Diabetic or Not, These 5 Eating Principals Can Keep You Healthy

This post was written by our Chief Nutritionist, Samantha Mark, CD, CDN

It’s Diabetes Awareness Month! Despite medical advances, the disease continues to be a major health concern across the country. Over 25 million Americans have diabetes, according to the American Diabetes Association.

But if you’re not among them you might be asking: What does “awareness” mean for me?

Potentially, quite a bit, so pay attention!

Diabetes is an endocrine disease. There are two types, Type I and Type II. Type I diabetes is when the pancreas lacks the ability to create insulin; the hormone released in response to rising sugar levels in the blood. Type II diabetes occurs when the body becomes insulin resistant, which can cause frequent, high blood glucose levels. If you are concerned at all that you might have either one, a blood test can easily tell you where you stand.

You may not have diabetes, but it might run in your family. What healthy eating choices should you make to help ensure you keep the disease at bay?  The good news is there are many basic, easy nutrition principles that apply to all of us, diabetes or not, that can help us improve our health and wellness.

Principle 1: Eat breakfast every day.
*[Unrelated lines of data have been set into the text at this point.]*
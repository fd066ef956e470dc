//! Personal reminders. Every query is scoped to the caller, so another
//! user's reminder looks exactly like a missing one.

use axum::{
    extract::{Path, Query, State},
    http::StatusCode,
    routing::{get, put},
    Json, Router,
};
use chrono::{DateTime, Utc};
use diesel::prelude::*;
use serde::{Deserialize, Serialize};
use std::sync::Arc;
use uuid::Uuid;

use crate::core::error::ApiError;
use crate::core::shared::schema::reminders;
use crate::core::shared::state::AppState;
use crate::core::shared::utils::{check_length, deserialize_some, run_blocking};
use crate::core::urls::ApiUrls;
use crate::security::auth::AuthenticatedUser;

const TITLE_MAX_CHARS: usize = 255;

#[derive(Debug, Clone, Serialize, Deserialize, Queryable, Selectable, Insertable)]
#[diesel(table_name = reminders)]
pub struct Reminder {
    pub id: Uuid,
    pub user_id: Uuid,
    pub ticket_id: Option<Uuid>,
    pub title: String,
    pub description: Option<String>,
    pub remind_at: DateTime<Utc>,
    pub is_done: bool,
    pub created_at: DateTime<Utc>,
    pub updated_at: DateTime<Utc>,
}

#[derive(Debug, Deserialize)]
pub struct CreateReminderRequest {
    pub title: String,
    pub description: Option<String>,
    pub remind_at: DateTime<Utc>,
    pub ticket_id: Option<Uuid>,
}

#[derive(Debug, Default, Deserialize, AsChangeset)]
#[diesel(table_name = reminders)]
pub struct UpdateReminderRequest {
    pub title: Option<String>,
    #[serde(default, deserialize_with = "deserialize_some")]
    pub description: Option<Option<String>>,
    pub remind_at: Option<DateTime<Utc>>,
    #[serde(default, deserialize_with = "deserialize_some")]
    pub ticket_id: Option<Option<Uuid>>,
    pub is_done: Option<bool>,
}

#[derive(Debug, Default, Deserialize)]
pub struct ListRemindersQuery {
    pub pending: Option<bool>,
}

fn owned(conn: &mut PgConnection, id: Uuid, user_id: Uuid) -> Result<Reminder, ApiError> {
    reminders::table
        .filter(reminders::id.eq(id))
        .filter(reminders::user_id.eq(user_id))
        .select(Reminder::as_select())
        .first(conn)
        .optional()?
        .ok_or_else(|| ApiError::not_found("Reminder"))
}

pub async fn list_reminders(
    State(state): State<Arc<AppState>>,
    user: AuthenticatedUser,
    Query(query): Query<ListRemindersQuery>,
) -> Result<Json<Vec<Reminder>>, ApiError> {
    let user_id = user.user_id;
    let items = run_blocking(&state.conn, move |conn| {
        let mut q = reminders::table
            .filter(reminders::user_id.eq(user_id))
            .select(Reminder::as_select())
            .into_boxed();
        if query.pending == Some(true) {
            q = q.filter(reminders::is_done.eq(false));
        }
        Ok(q.order(reminders::remind_at.asc()).load(conn)?)
    })
    .await?;
    Ok(Json(items))
}

/// Undone reminders whose time has come.
pub async fn list_due(
    State(state): State<Arc<AppState>>,
    user: AuthenticatedUser,
) -> Result<Json<Vec<Reminder>>, ApiError> {
    let user_id = user.user_id;
    let items = run_blocking(&state.conn, move |conn| {
        Ok(reminders::table
            .filter(reminders::user_id.eq(user_id))
            .filter(reminders::is_done.eq(false))
            .filter(reminders::remind_at.le(Utc::now()))
            .order(reminders::remind_at.asc())
            .select(Reminder::as_select())
            .load(conn)?)
    })
    .await?;
    Ok(Json(items))
}

pub async fn create_reminder(
    State(state): State<Arc<AppState>>,
    user: AuthenticatedUser,
    Json(req): Json<CreateReminderRequest>,
) -> Result<(StatusCode, Json<Reminder>), ApiError> {
    let title = req.title.trim().to_string();
    if title.is_empty() {
        return Err(ApiError::BadRequest("title is required".into()));
    }
    check_length("title", &title, TITLE_MAX_CHARS)?;
    let now = Utc::now();
    let reminder = Reminder {
        id: Uuid::new_v4(),
        user_id: user.user_id,
        ticket_id: req.ticket_id,
        title,
        description: req.description,
        remind_at: req.remind_at,
        is_done: false,
        created_at: now,
        updated_at: now,
    };
    let created = run_blocking(&state.conn, move |conn| {
        Ok(diesel::insert_into(reminders::table)
            .values(&reminder)
            .returning(Reminder::as_returning())
            .get_result(conn)?)
    })
    .await?;
    Ok((StatusCode::CREATED, Json(created)))
}

pub async fn get_reminder(
    State(state): State<Arc<AppState>>,
    user: AuthenticatedUser,
    Path(id): Path<Uuid>,
) -> Result<Json<Reminder>, ApiError> {
    let user_id = user.user_id;
    let reminder = run_blocking(&state.conn, move |conn| owned(conn, id, user_id)).await?;
    Ok(Json(reminder))
}

pub async fn update_reminder(
    State(state): State<Arc<AppState>>,
    user: AuthenticatedUser,
    Path(id): Path<Uuid>,
    Json(mut req): Json<UpdateReminderRequest>,
) -> Result<Json<Reminder>, ApiError> {
    if let Some(title) = req.title.as_mut() {
        *title = title.trim().to_string();
        if title.is_empty() {
            return Err(ApiError::BadRequest("title cannot be empty".into()));
        }
        check_length("title", title, TITLE_MAX_CHARS)?;
    }
    let user_id = user.user_id;
    let reminder = run_blocking(&state.conn, move |conn| {
        let current = owned(conn, id, user_id)?;
        if req.title.is_none()
            && req.description.is_none()
            && req.remind_at.is_none()
            && req.ticket_id.is_none()
            && req.is_done.is_none()
        {
            return Ok(current);
        }
        Ok(diesel::update(reminders::table.find(id))
            .set((&req, reminders::updated_at.eq(Utc::now())))
            .returning(Reminder::as_returning())
            .get_result(conn)?)
    })
    .await?;
    Ok(Json(reminder))
}

pub async fn toggle_done(
    State(state): State<Arc<AppState>>,
    user: AuthenticatedUser,
    Path(id): Path<Uuid>,
) -> Result<Json<Reminder>, ApiError> {
    let user_id = user.user_id;
    let reminder = run_blocking(&state.conn, move |conn| {
        let current = owned(conn, id, user_id)?;
        Ok(diesel::update(reminders::table.find(id))
            .set((
                reminders::is_done.eq(!current.is_done),
                reminders::updated_at.eq(Utc::now()),
            ))
            .returning(Reminder::as_returning())
            .get_result(conn)?)
    })
    .await?;
    Ok(Json(reminder))
}

pub async fn delete_reminder(
    State(state): State<Arc<AppState>>,
    user: AuthenticatedUser,
    Path(id): Path<Uuid>,
) -> Result<StatusCode, ApiError> {
    let user_id = user.user_id;
    let deleted = run_blocking(&state.conn, move |conn| {
        Ok(diesel::delete(
            reminders::table
                .filter(reminders::id.eq(id))
                .filter(reminders::user_id.eq(user_id)),
        )
        .execute(conn)?)
    })
    .await?;
    if deleted == 0 {
        return Err(ApiError::not_found("Reminder"));
    }
    Ok(StatusCode::NO_CONTENT)
}

pub fn configure_reminders_routes() -> Router<Arc<AppState>> {
    Router::new()
        .route(ApiUrls::REMINDERS, get(list_reminders).post(create_reminder))
        .route(ApiUrls::REMINDERS_DUE, get(list_due))
        .route(
            ApiUrls::REMINDER_BY_ID,
            get(get_reminder).put(update_reminder).delete(delete_reminder),
        )
        .route(ApiUrls::REMINDER_DONE, put(toggle_done))
}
If you are not taking a medication that prohibits you from doing so, consume breakfast within the first hour of waking up every day. Weekends too!

 Principle 2: Eat every four to five hours. Skipping meals will always be a bad idea. Your body is looking for nourishment every few hours to maintain good energy levels, regardless if you are diabetic or not. If you will be stuck going longer than four to five hours without a meal, throw in a healthy snack.

Principle 3: Make half of your plate non-starchy vegetables. Vegetables are water dense, full of fiber and light in calories. They help us feel full and can be enjoyed in a variety of ways. Mix up your plate with different colors and take advantage of what’s in season.

Principle 4: Choose complex carbohydrates. These foods possess a high fiber content and little to no added sugars. Make half of your grains whole to maximize nutrient intake.

 Principle 5: Avoid empty calories. If you are on a healthy meal plan to help control diabetes or you are eating right to manage your weight, empty calories can be saboteurs!  Some carbonated beverages can contribute over 200 calories a bottle (most of which is just added sugars). Be smart with choices and choose foods that will positively contribute to your diet.

Remember: Nutrition pertains to everyone, so make smart food choices.  They will dramatically affect your health, especially if you have (or may be genetically predisposed to) diabetes-a disease directly influenced by the foods you eat.